21st May 2017
Margate and the Highs and Lows of an English Seaside Town
“On Margate Sands.
I can connect
Nothing with nothing.
The broken fingernails of dirty hands.
My people humble people who expect
TS Eliot wrote this while convalescing in Margate in Thanet on the coast of Kent. He had suffered a mental breakdown. Every day he would sit in the open timber structure that overlooks Margate Sands and Nayland Rock. It seems he was soothed and stimulated by the sea and this helped him to overcome writer’s block. This excerpt is from Part III of The Wasteland which many regard as the most important English poem of the twentieth century. The shelter is still there and is now a listed building.

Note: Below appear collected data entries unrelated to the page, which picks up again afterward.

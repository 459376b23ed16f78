//! In-memory storage backend.
//!
//! Orders live for the lifetime of the process and are lost on exit.

use crate::{StorageError, StorageFactory, StorageInterface, StorageRegistry};
use async_trait::async_trait;
use bistro_types::{ConfigSchema, Field, FieldType, ImplementationRegistry, Schema, ValidationError};
use serde::Deserialize;
use std::collections::HashMap;
use tokio::sync::RwLock;

/// Settings for the `memory` backend.
#[derive(Debug, Clone, Default, Deserialize)]
pub struct MemoryStorageConfig {
	/// Number of records to reserve room for up front.
	#[serde(default)]
	pub initial_capacity: usize,
}

/// Process-local key/value store.
#[derive(Debug, Default)]
pub struct MemoryStorage {
	entries: RwLock<HashMap<String, Vec<u8>>>,
}

impl MemoryStorage {
	pub fn new() -> Self {
		Self::default()
	}

	pub fn with_capacity(capacity: usize) -> Self {
		Self {
			entries: RwLock::new(HashMap::with_capacity(capacity)),
		}
	}
}

#[async_trait]
impl StorageInterface for MemoryStorage {
	async fn get_bytes(&self, key: &str) -> Result<Vec<u8>, StorageError> {
		self.entries
			.read()
			.await
			.get(key)
			.cloned()
			.ok_or(StorageError::NotFound)
	}

	async fn set_bytes(&self, key: &str, value: Vec<u8>) -> Result<(), StorageError> {
		self.entries.write().await.insert(key.to_owned(), value);
		Ok(())
	}

	async fn exists(&self, key: &str) -> Result<bool, StorageError> {
		Ok(self.entries.read().await.contains_key(key))
	}
}

/// Schema for the `memory` table: an optional non-negative capacity hint.
pub struct MemoryStorageSchema;

impl ConfigSchema for MemoryStorageSchema {
	fn validate(&self, config: &toml::Value) -> Result<(), ValidationError> {
		Schema::new(
			vec![],
			vec![Field::new(
				"initial_capacity",
				FieldType::Integer {
					min: Some(0),
					max: None,
				},
			)],
		)
		.validate(config)
	}
}

/// Builds the memory backend from its `[storage.implementations.memory]` table.
pub fn create_storage(config: &toml::Value) -> Result<Box<dyn StorageInterface>, StorageError> {
	MemoryStorageSchema
		.validate(config)
		.map_err(|e| StorageError::Configuration(e.to_string()))?;

	let settings: MemoryStorageConfig = config
		.clone()
		.try_into()
		.map_err(|e| StorageError::Configuration(format!("Invalid memory storage config: {}", e)))?;

	tracing::debug!(
		initial_capacity = settings.initial_capacity,
		"Created in-memory storage backend"
	);
	Ok(Box::new(MemoryStorage::with_capacity(
		settings.initial_capacity,
	)))
}

/// Registry entry for the `memory` backend.
pub struct Registry;

impl ImplementationRegistry for Registry {
	const NAME: &'static str = "memory";
	type Factory = StorageFactory;

	fn factory() -> Self::Factory {
		create_storage
	}
}

impl StorageRegistry for Registry {}

#[cfg(test)]
mod tests {
	use super::*;

	#[tokio::test]
	async fn test_set_get_and_overwrite() {
		let storage = MemoryStorage::new();
		let key = "orders:ab12cd34";

		assert!(matches!(
			storage.get_bytes(key).await,
			Err(StorageError::NotFound)
		));
		assert!(!storage.exists(key).await.unwrap());

		storage.set_bytes(key, b"Pending".to_vec()).await.unwrap();
		storage.set_bytes(key, b"Cooking".to_vec()).await.unwrap();

		assert!(storage.exists(key).await.unwrap());
		assert_eq!(storage.get_bytes(key).await.unwrap(), b"Cooking".to_vec());
	}

	#[test]
	fn test_factory_config() {
		let empty = toml::Value::Table(toml::Table::new());
		assert!(create_storage(&empty).is_ok());

		let sized: toml::Value = toml::from_str("initial_capacity = 256").unwrap();
		assert!(create_storage(&sized).is_ok());

		for bad in [
			toml::Value::String("memory".to_string()),
			toml::from_str("initial_capacity = -1").unwrap(),
		] {
			assert!(matches!(
				create_storage(&bad),
				Err(StorageError::Configuration(_))
			));
		}
	}
}
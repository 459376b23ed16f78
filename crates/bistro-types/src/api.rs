//! API types for the bistro HTTP API.
//!
//! This module defines the request bodies accepted by the ordering endpoints,
//! the success and failure envelopes they answer with, and the `APIError`
//! type that maps domain failures onto HTTP status codes.

use crate::{MenuItem, Order};
use serde::{Deserialize, Serialize};
use std::fmt;
use thiserror::Error;

/// Customer details sent with an order.
///
/// Table and phone are usually typed into text inputs, but numeric JSON
/// values are accepted too and kept as text. Keys other than the three known
/// ones are allowed and only count towards the customer being present.
#[derive(Debug, Clone, Default, PartialEq, Serialize, Deserialize)]
#[serde(try_from = "serde_json::Map<String, serde_json::Value>")]
pub struct CustomerDetails {
	/// Customer name.
	pub name: Option<String>,
	/// Table number.
	pub table: Option<String>,
	/// Contact phone number.
	pub phone: Option<String>,
	/// Number of keys the client sent, known or not.
	#[serde(skip)]
	pub supplied_keys: usize,
}

impl CustomerDetails {
	/// True for a customer object without a single key.
	pub fn is_empty(&self) -> bool {
		self.supplied_keys == 0
			&& self.name.is_none()
			&& self.table.is_none()
			&& self.phone.is_none()
	}
}

impl TryFrom<serde_json::Map<String, serde_json::Value>> for CustomerDetails {
	type Error = String;

	fn try_from(map: serde_json::Map<String, serde_json::Value>) -> Result<Self, Self::Error> {
		let text = |key: &str| match map.get(key) {
			None | Some(serde_json::Value::Null) => Ok(None),
			Some(serde_json::Value::String(s)) => Ok(Some(s.clone())),
			Some(serde_json::Value::Number(n)) => Ok(Some(n.to_string())),
			Some(other) => Err(format!("customer {}: expected text or number, got {}", key, other)),
		};

		Ok(Self {
			name: text("name")?,
			table: text("table")?,
			phone: text("phone")?,
			supplied_keys: map.len(),
		})
	}
}

/// A cart line as submitted by the client.
///
/// Only the name and quantity are read. Any price the client sends along is
/// ignored, pricing always comes from the menu.
#[derive(Debug, Clone, PartialEq, Serialize, Deserialize)]
pub struct CartLine {
	/// Menu item name, matched exactly.
	pub name: String,
	/// Requested quantity, coerced to an integer at pricing time. Absent
	/// quantities read as null and fail coercion only on matched lines.
	#[serde(default)]
	pub quantity: Quantity,
}

/// Raw quantity value from a cart line.
///
/// Clients send numbers or numeric strings. Coercion is deferred until the
/// line has matched a menu item, so a garbage quantity on an unknown dish is
/// dropped together with the line.
#[derive(Debug, Clone, Default, PartialEq, Serialize, Deserialize)]
#[serde(transparent)]
pub struct Quantity(pub serde_json::Value);

/// Errors that can occur when coercing a cart quantity.
#[derive(Debug, Error, PartialEq)]
pub enum QuantityError {
	/// The value is not a number or a numeric string.
	#[error("Quantity must be an integer, got {0}")]
	NotNumeric(String),
}

impl Quantity {
	/// Coerces the raw value to an integer.
	///
	/// Integers are taken as-is, floats are truncated toward zero and strings
	/// are trimmed and parsed as base-10 integers.
	pub fn coerce(&self) -> Result<i64, QuantityError> {
		let not_numeric = || QuantityError::NotNumeric(self.0.to_string());
		match &self.0 {
			serde_json::Value::Number(n) => {
				if let Some(i) = n.as_i64() {
					return Ok(i);
				}
				match n.as_f64() {
					Some(f) if f.is_finite() && f.abs() < i64::MAX as f64 => Ok(f.trunc() as i64),
					_ => Err(not_numeric()),
				}
			},
			serde_json::Value::String(s) => s.trim().parse::<i64>().map_err(|_| not_numeric()),
			_ => Err(not_numeric()),
		}
	}
}

impl From<i64> for Quantity {
	fn from(value: i64) -> Self {
		Quantity(serde_json::Value::from(value))
	}
}

/// Request body for `POST /api/place-order`.
///
/// Both fields are optional at the wire level so that a missing customer or
/// cart is reported with the failure envelope instead of a parser error.
#[derive(Debug, Clone, Default, Serialize, Deserialize)]
pub struct PlaceOrderRequest {
	/// Who is ordering.
	#[serde(default)]
	pub customer: Option<CustomerDetails>,
	/// What they are ordering.
	#[serde(default)]
	pub cart: Option<Vec<CartLine>>,
}

/// Response for a successfully placed order.
#[derive(Debug, Clone, Serialize, Deserialize)]
pub struct PlaceOrderResponse {
	/// Always true.
	pub success: bool,
	/// Identifier of the new order.
	pub order_id: String,
}

impl PlaceOrderResponse {
	pub fn new(order_id: String) -> Self {
		Self {
			success: true,
			order_id,
		}
	}
}

/// Request body for `POST /api/update-status`.
#[derive(Debug, Clone, Default, Serialize, Deserialize)]
pub struct UpdateStatusRequest {
	/// Order to update.
	#[serde(default)]
	pub order_id: Option<String>,
	/// New status, stored verbatim.
	#[serde(default)]
	pub status: Option<String>,
}

/// Response for a successful status update.
#[derive(Debug, Clone, Serialize, Deserialize)]
pub struct UpdateStatusResponse {
	/// Always true.
	pub success: bool,
}

impl UpdateStatusResponse {
	pub fn ok() -> Self {
		Self { success: true }
	}
}

/// Customer view: the menu in display order.
#[derive(Debug, Clone, Serialize, Deserialize)]
pub struct MenuResponse {
	pub items: Vec<MenuItem>,
}

/// Kitchen view: every order in submission order.
#[derive(Debug, Clone, Serialize, Deserialize)]
pub struct KitchenResponse {
	pub orders: Vec<Order>,
}

/// API failure envelope.
#[derive(Debug, Clone, Serialize, Deserialize)]
pub struct ErrorResponse {
	/// Always false.
	pub success: bool,
	/// Human-readable description.
	pub message: String,
}

/// Structured API error type with appropriate HTTP status mapping.
#[derive(Debug)]
pub enum APIError {
	/// Missing or malformed input (400)
	BadRequest { message: String },
	/// Unknown order (404)
	NotFound { message: String },
	/// Internal server error (500)
	InternalServerError { message: String },
}

impl APIError {
	/// Get the HTTP status code for this error.
	pub fn status_code(&self) -> u16 {
		match self {
			APIError::BadRequest { .. } => 400,
			APIError::NotFound { .. } => 404,
			APIError::InternalServerError { .. } => 500,
		}
	}

	/// The message shown to the client.
	pub fn message(&self) -> &str {
		match self {
			APIError::BadRequest { message }
			| APIError::NotFound { message }
			| APIError::InternalServerError { message } => message,
		}
	}

	/// Convert to ErrorResponse for JSON serialization.
	pub fn to_error_response(&self) -> ErrorResponse {
		ErrorResponse {
			success: false,
			message: self.message().to_string(),
		}
	}
}

impl fmt::Display for APIError {
	fn fmt(&self, f: &mut fmt::Formatter<'_>) -> fmt::Result {
		match self {
			APIError::BadRequest { message } => write!(f, "Bad Request: {}", message),
			APIError::NotFound { message } => write!(f, "Not Found: {}", message),
			APIError::InternalServerError { message } => {
				write!(f, "Internal Server Error: {}", message)
			},
		}
	}
}

impl std::error::Error for APIError {}

#[cfg(feature = "axum")]
impl axum::response::IntoResponse for APIError {
	fn into_response(self) -> axum::response::Response {
		use axum::{http::StatusCode, response::Json};

		let status = match self.status_code() {
			400 => StatusCode::BAD_REQUEST,
			404 => StatusCode::NOT_FOUND,
			_ => StatusCode::INTERNAL_SERVER_ERROR,
		};

		(status, Json(self.to_error_response())).into_response()
	}
}
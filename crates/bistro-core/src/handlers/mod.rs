//! Request handlers.
//!
//! Intake turns cart submissions into orders. The status handler lets the
//! kitchen move an order along.

pub mod intake;
pub mod status;

pub use intake::{IntakeError, IntakeHandler};
pub use status::{StatusError, StatusHandler};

Eliot is not the only person to have benefitted from a sojourn in the little seaside town. At the end of the eighteenth century the Royal Sea Bathing Hospital was created in Margate. It was the first hospital to pioneer the open-air treatment for tuberculosis. Initially the hospital was only open during the summer months when patients would sleep on the verandas (the wards were only used in bad weather) and bathe in the sea from a bathing machine. In 1858 an indoor bath was added and the hospital remained open throughout the year. In the early 1950s the hospital became redundant as tuberculosis was no longer a common disease. The hospital building has since been converted into flats
Bathing was not only popular for medicinal benefits and during the early eighteenth century bathing in the sea became popular with the upper classes. At this time Margate was a small fishing village. It had a church on the hill with a track leading to a cluster of houses around the harbour. Sailing ships, then steamships and finally trains brought a stream of visitors to the town. Margate quickly became a fashionable resort, one of the first. As the number of visitors increased so the town grew with the addition of lovely Georgian and Victorian buildings to accommodate and entertain the holiday makers. Elegant squares, fashionable hotels, and crescents with sea-views, many of which can still be seen today, made Margate an architectural treasure. In 1815 a new harbour was built for Margate by John Rennie and became known as the Harbour Arm. Steamers could now come into Margate and it became a busy commercial port. Today the small buildings along the Harbour Arm are occupied by small restaurants, cafés and bars.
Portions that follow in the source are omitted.